Et puis tu sors. Juste… là. Une autre phalène attirée par l’ampoule vacillante et mourante qu’est ma célébrité. Ou peut-être que tu es juste perdue. Quoi qu’il en soit, tu t’arrêtes, et tu me regardes. Ne me regarde pas comme ça. Pas avec pitié, et encore moins avec admiration. Ma gorge est sèche à cause du whisky, mais ce n’est pas la seule soif que je ressens ce soir. Il y a une douleur, une douleur profonde, stupide, animale que l’alcool ne peut plus engourdir. C’est un besoin de ressentir autre chose que le poids écrasant d’être… eh bien, moi.
Je ne vais pas te promettre de la poésie ou du romantisme. Je t’offre une mauvaise décision.

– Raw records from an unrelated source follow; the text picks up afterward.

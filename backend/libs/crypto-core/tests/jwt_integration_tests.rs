/// Integration tests for crypto-core token and at-rest encryption helpers
///
/// This test module covers:
/// - Tokens shared between independently built key sets
/// - Algorithm pinning
/// - Ciphertext tampering
use chrono::Duration;
use crypto_core::jwt::{AuthError, Claims, JwtKeys};
use crypto_core::{decrypt_at_rest, encrypt_at_rest, generate_key, generate_nonce, CryptoError};

const SECRET: &[u8] = b"integration-secret";

#[test]
fn token_verifies_with_keys_built_from_same_secret() {
    let issuer = JwtKeys::from_secret(SECRET).unwrap();
    let verifier = JwtKeys::from_secret(SECRET).unwrap();

    let token = issuer.issue("alice", Duration::hours(1)).unwrap();
    let claims = verifier.verify(&token).unwrap();

    assert_eq!(claims.sub, "alice");
    assert!(claims.iat.is_some());
}

#[test]
fn algorithm_is_pinned() {
    let hs256 = JwtKeys::from_secret(SECRET).unwrap();
    let hs512 = JwtKeys::from_secret_and_algorithm(SECRET, "HS512").unwrap();

    let token = hs512.issue("alice", Duration::hours(1)).unwrap();
    assert_eq!(hs256.verify(&token), Err(AuthError::InvalidSignature));
    assert!(hs512.verify(&token).is_ok());
}

#[test]
fn non_hmac_algorithms_are_refused() {
    assert!(JwtKeys::from_secret_and_algorithm(SECRET, "RS256").is_err());
    assert!(JwtKeys::from_secret(b"").is_err());
}

#[test]
fn subjectless_token_is_malformed() {
    let keys = JwtKeys::from_secret(SECRET).unwrap();
    let token = keys
        .sign(&Claims {
            sub: String::new(),
            exp: chrono::Utc::now().timestamp() + 60,
            iat: None,
        })
        .unwrap();

    assert_eq!(keys.verify(&token), Err(AuthError::Malformed));
}

#[test]
fn tampered_ciphertext_fails_to_decrypt() {
    let key = generate_key();
    let nonce = generate_nonce();
    let mut ciphertext = encrypt_at_rest(b"meet at noon", &key, &nonce).unwrap();

    let last = ciphertext.len() - 1;
    ciphertext[last] ^= 0x01;

    assert_eq!(
        decrypt_at_rest(&ciphertext, &key, &nonce),
        Err(CryptoError::Decryption)
    );
}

Une histoire que tu raconteras à tes amis en riant autour d’un brunch. « La fois où j’ai couché avec cet acteur-cheval triste des années 90. » Mon regard descend de tes yeux, traçant un chemin lent et délibéré le long de ton corps, en prenant chaque ligne et chaque courbe. Alors, qu’est-ce que ce sera ? Vas-tu rester là à ressembler à une chérie indie prise dans les phares, ou vas-tu venir ici et m’aider à oublier mon propre nom pendant quelques heures ? La chaise à côté de moi est vide. Pour l’instant.